- Born: April 23, 1951 (age 75) Oldenburg, Germany
- Occupations: Psychologist, Social scientist

Academic background
- Alma mater: Technische Universität Berlin
- Doctoral advisor: Professor Rainer K. Silbereisen

= Klaus Boehnke =

German psychologist

Klaus Boehnke (* April 23, 1951, in Oldenburg/Oldb) is a German psychologist and social scientist. He has taught and researched at Constructor University, Bremen, Germany (previously known as the International University Bremen--until 2006--and as Jacobs University Bremen until 2022) since 2002. From 2017 to February 2022, he was Deputy Director of the Center for Sociocultural Research at the Higher School of Economics (HSE) in Moscow.

== Early life ==
Boehnke studied English, Russian and Psychology in Saarbrücken, Bochum and Berlin. He completed his teacher training in 1975 in Berlin with a state examination in English and Russian. He completed his psychology studies in 1980 at Berlin University of Technology with an MA-equivalent diploma (thesis supervisor Professor Jürgen Bortz). In 1985, also at Berlin University of Technology, he received his doctorate (Dr. phil.) in psychology (doctoral supervisor Professor Rainer K. Silbereisen). In 1992, the Free University of Berlin conferred the so-called habilitation degree on him and bestowed him with the Venia Legendi ("Right to Read") for Psychology (habilitation mentor Professor Hans Merkens).

== Career ==
After receiving his diploma, Boehnke first worked as a research associate at the Institute of Psychology at Berlin University of Technology and then in positions equivalent to an assistant, later associate professor at the Institute of General and Comparative Educational Science at the Free University of Berlin. From 1990 to 1992, he worked as a DAAD guest lecturer for 18 months at the Pedagogy Section of Humboldt University in Berlin. In 1993, he was appointed to the Socialization Research and Empirical Social Research professorship at the Institute of Sociology of Chemnitz University of Technology. In 2002, he relinquished his tenure as a civil servant and accepted a professorship for social science methodology at the private then-International University Bremen, now Constructor University.

Boehnke held several long-term guest lectureships, first at the Australian National University in Canberra in 1987, then at the University of Toronto in 1997/98, and 2008/9 at the National University of Singapore.
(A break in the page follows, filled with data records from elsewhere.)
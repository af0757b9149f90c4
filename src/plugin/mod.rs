//! Registry plugins.
//!
//! A [`RegistryPlugin`] answers focus and category lookups. The registry
//! queries every plugin in registration order through a [`PluginChain`] and
//! merges their answers. The chain always starts with the
//! [`InternalRecipePlugin`], which answers from the registry's own index.

pub mod internal;

use std::sync::Arc;
use std::time::{Duration, Instant};

use tracing::{error, warn};

use crate::isolation::isolate;
use crate::recipe::{Focus, RecipeCategory, WrapperHandle};
use crate::registry::RecipeIndex;

pub use internal::InternalRecipePlugin;

/// A lookup provider contributing to registry queries.
///
/// Implementations may fail or panic; a failing plugin only loses its own
/// contribution to that one query.
pub trait RegistryPlugin: Send + Sync {
    /// UIDs of the categories relevant to `focus`.
    fn category_uids(&self, index: &RecipeIndex, focus: &Focus) -> anyhow::Result<Vec<String>>;

    /// Every wrapper this plugin provides for `category`.
    fn wrappers(
        &self,
        index: &RecipeIndex,
        category: &RecipeCategory,
    ) -> anyhow::Result<Vec<WrapperHandle>>;

    /// Wrappers this plugin provides for `category` that involve `focus`.
    fn wrappers_for_focus(
        &self,
        index: &RecipeIndex,
        category: &RecipeCategory,
        focus: &Focus,
    ) -> anyhow::Result<Vec<WrapperHandle>>;

    /// Name used in diagnostics.
    fn name(&self) -> &str {
        std::any::type_name::<Self>()
    }
}

/// Plugins in registration order, starting with the internal plugin.
pub struct PluginChain {
    plugins: Vec<Arc<dyn RegistryPlugin>>,
    slow_threshold: Duration,
}

impl PluginChain {
    /// A chain holding only the internal plugin.
    pub fn new(slow_threshold: Duration) -> Self {
        Self {
            plugins: vec![Arc::new(InternalRecipePlugin)],
            slow_threshold,
        }
    }

    /// Append a plugin after every plugin already in the chain.
    pub fn push(&mut self, plugin: Arc<dyn RegistryPlugin>) {
        self.plugins.push(plugin);
    }

    /// Plugin names, in query order.
    pub fn names(&self) -> Vec<&str> {
        self.plugins.iter().map(|p| p.name()).collect()
    }

    pub fn len(&self) -> usize {
        self.plugins.len()
    }

    pub fn is_empty(&self) -> bool {
        self.plugins.is_empty()
    }

    /// Category UIDs from every plugin, concatenated. Not de-duplicated.
    pub fn category_uids(&self, index: &RecipeIndex, focus: &Focus) -> Vec<String> {
        self.collect("category UIDs", |plugin| plugin.category_uids(index, focus))
    }

    /// Wrappers for a category from every plugin, concatenated.
    pub fn wrappers(&self, index: &RecipeIndex, category: &RecipeCategory) -> Vec<WrapperHandle> {
        self.collect("recipe wrappers", |plugin| plugin.wrappers(index, category))
    }

    /// Wrappers for a category and focus from every plugin, concatenated.
    pub fn wrappers_for_focus(
        &self,
        index: &RecipeIndex,
        category: &RecipeCategory,
        focus: &Focus,
    ) -> Vec<WrapperHandle> {
        self.collect("recipe wrappers for focus", |plugin| {
            plugin.wrappers_for_focus(index, category, focus)
        })
    }

    fn collect<T>(
        &self,
        lookup: &str,
        call: impl Fn(&dyn RegistryPlugin) -> anyhow::Result<Vec<T>>,
    ) -> Vec<T> {
        let mut merged = Vec::new();
        for plugin in &self.plugins {
            let start = Instant::now();
            let result = isolate(|| call(plugin.as_ref()));
            let elapsed = start.elapsed();

            if elapsed > self.slow_threshold {
                warn!(
                    "Recipe registry plugin is slow, {} took {} ms. {}",
                    lookup,
                    elapsed.as_millis(),
                    plugin.name()
                );
            }

            match result {
                Ok(values) => merged.extend(values),
                Err(fault) => error!(
                    "Recipe registry plugin crashed while looking up {}: {}. {}",
                    lookup,
                    plugin.name(),
                    fault
                ),
            }
        }
        merged
    }
}

#[cfg(test)]
mod tests {
    use super::*;
    use crate::vanilla::ItemStack;

    struct Fixed(Vec<&'static str>);

    impl RegistryPlugin for Fixed {
        fn category_uids(
            &self,
            _index: &RecipeIndex,
            _focus: &Focus,
        ) -> anyhow::Result<Vec<String>> {
            Ok(self.0.iter().map(|s| s.to_string()).collect())
        }
        fn wrappers(
            &self,
            _index: &RecipeIndex,
            _category: &RecipeCategory,
        ) -> anyhow::Result<Vec<WrapperHandle>> {
            Ok(Vec::new())
        }
        fn wrappers_for_focus(
            &self,
            _index: &RecipeIndex,
            _category: &RecipeCategory,
            _focus: &Focus,
        ) -> anyhow::Result<Vec<WrapperHandle>> {
            Ok(Vec::new())
        }
        fn name(&self) -> &str {
            "fixed"
        }
    }

    struct Exploding;

    impl RegistryPlugin for Exploding {
        fn category_uids(
            &self,
            _index: &RecipeIndex,
            _focus: &Focus,
        ) -> anyhow::Result<Vec<String>> {
            panic!("lookup table missing")
        }
        fn wrappers(
            &self,
            _index: &RecipeIndex,
            _category: &RecipeCategory,
        ) -> anyhow::Result<Vec<WrapperHandle>> {
            anyhow::bail!("no wrappers today")
        }
        fn wrappers_for_focus(
            &self,
            _index: &RecipeIndex,
            _category: &RecipeCategory,
            _focus: &Focus,
        ) -> anyhow::Result<Vec<WrapperHandle>> {
            anyhow::bail!("no wrappers today")
        }
    }

    fn empty_index() -> RecipeIndex {
        RecipeIndex::new(
            Arc::new(crate::vanilla::default_ingredient_registry(Default::default())),
            vec![RecipeCategory::new("x", "X")],
        )
    }

    #[test]
    fn chain_starts_with_internal_plugin() {
        let chain = PluginChain::new(Duration::from_millis(10));
        assert_eq!(chain.len(), 1);
        assert_eq!(chain.names(), vec!["internal"]);
    }

    #[test]
    fn results_concatenate_in_registration_order() {
        let mut chain = PluginChain::new(Duration::from_millis(10));
        chain.push(Arc::new(Fixed(vec!["b", "x"])));
        chain.push(Arc::new(Fixed(vec!["x", "a"])));

        let uids = chain.category_uids(&empty_index(), &Focus::input(ItemStack::new("stone")));
        assert_eq!(uids, vec!["b", "x", "x", "a"]);
    }

    #[test]
    fn failing_plugin_loses_only_its_own_contribution() {
        let mut chain = PluginChain::new(Duration::from_millis(10));
        chain.push(Arc::new(Exploding));
        chain.push(Arc::new(Fixed(vec!["x"])));

        let index = empty_index();
        let uids = chain.category_uids(&index, &Focus::input(ItemStack::new("stone")));
        assert_eq!(uids, vec!["x"]);

        let category = index.category("x").unwrap();
        assert!(chain.wrappers(&index, category).is_empty());
    }

    #[test]
    fn slow_plugins_still_contribute() {
        let mut chain = PluginChain::new(Duration::ZERO);
        chain.push(Arc::new(Fixed(vec!["x"])));
        let uids = chain.category_uids(&empty_index(), &Focus::output(ItemStack::new("stone")));
        assert_eq!(uids, vec!["x"]);
    }
}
From 2000 to 2008, Boehnke served as Secretary General of the International Association for Cross-Cultural Psychology (IACCP) and its President from 2018 to 2020. He served as president of the Division of Political Psychology of the International Association of Applied Psychology (IAAP) from 2004 to 2010 and as chair of the German Peace Psychology Association from 2005 to 2013.

Boehnke has received several academic awards, including the Fukuhara Award from the International Council of Psychology (ICP), the Distinguished Contributions to the International Advancement of Psychology Award, and most recently, the Ralph K. White Lifetime Achievement Award from the American Psychological Association.

Boehnke's research focuses on political socialization, social cohesion, and value transmission in cross-cultural comparison. He has published 14 monographs and 7 edited volumes, about 170 peer-reviewed journal articles, and a similar number of book chapters.

== Personal life ==
He comes from a middle-class family. His father was a member of middle management in a pharmaceutical wholesale company, and his mother was a high school teacher. His brother is a family doctor. He is married to Mandy Boehnke, Vice President of Universität Bremen, and has four children.